Select a bias type to see how each one distorts what ends up in your data — and what a clean sample should look like instead.
Sampling bias is systematic error in who ends up in your dataset. Four forms appear most often:
- Selection bias. Certain groups are systematically excluded — like distributing an internet-usage survey only through online platforms.
- Volunteer bias. Motivated self-selectors aren't representative of the broader population.
- Response bias. Systematic differences between respondents and non-respondents — people over- or under-reporting income, for example.
- Measurement bias.
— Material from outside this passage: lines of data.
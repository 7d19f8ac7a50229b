use std::error::Error;
use std::sync::Arc;

use log_pipeline::catalog;
use log_pipeline::console_sink::ConsoleSink;
use log_pipeline::init::init_tracing;
use log_pipeline::log_args;
use log_pipeline::{Level, LogValue, Pipeline, PipelineConfig, Stage, ValueKind};

/// Walks through live reconfiguration against a console sink.
fn main() -> Result<(), Box<dyn Error>> {
    let pipeline = Arc::new(Pipeline::new(PipelineConfig::from_env())?);
    pipeline.add_sink(ConsoleSink::stdout("console").split_at(Level::Error))?;
    pipeline.errors().on_error(|err| eprintln!("[pipeline] {err}"));

    let log = pipeline.logger("demo");
    let execution = pipeline.middleware("console", Stage::Execution);
    log.info("starting with {Execution} execution", log_args![execution]);

    {
        let _request = log.begin_scope("request-42");
        log.info("user {Name} paid {Amount:F2}", log_args!["ann", 19.5]);
        log.debug("hidden at the default level", log_args![]);
    }

    pipeline.set_level(Level::Debug)?;
    log.debug("now visible without re-acquiring the logger", log_args![]);

    pipeline.set_execution_middleware("console", catalog::THREAD_POOL)?;
    pipeline.set_format_middleware("console", catalog::JSON)?;
    log.warn("switched to {Execution} and {Format}", log_args![catalog::THREAD_POOL, catalog::JSON]);

    pipeline.set_format_middleware("console", catalog::TEXT)?;
    pipeline.set_format_override(ValueKind::Bool, |value| match value {
        LogValue::Bool(true) => "yes".to_string(),
        _ => "no".to_string(),
    })?;
    log.info("cache warm: {Warm}", log_args![true]);

    if let Err(err) = "forty-two".parse::<u32>() {
        log.error_with(err, "could not parse {Input}", log_args!["forty-two"]);
    }

    init_tracing(Arc::clone(&pipeline))?;
    tracing::info!(target: "demo::tracing", port = 8080u64, "listening");

    pipeline.flush();
    pipeline.dispose();
    Ok(())
}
The instrument itself favors certain outcomes — a thermometer that reads high will overestimate fever prevalence.
Mitigations: random sampling (every member of the population has equal probability of inclusion), stratified sampling (proportional sampling from known subgroups), and careful design throughout.
Evaluating a Data Source: Five Criteria
- Accuracy — How closely does it reflect reality?
- Completeness — Is all necessary information present?
- Consistency — Does it match other reliable sources?
- Relevance — Is it applicable to the problem?
- Timeliness — Is it up to date?
Think of a dataset you've used or would like to use for a project. Apply the five evaluation criteria (accuracy, completeness, consistency, relevance, timeliness) to it. Which criterion is hardest to satisfy, and what would you do about it?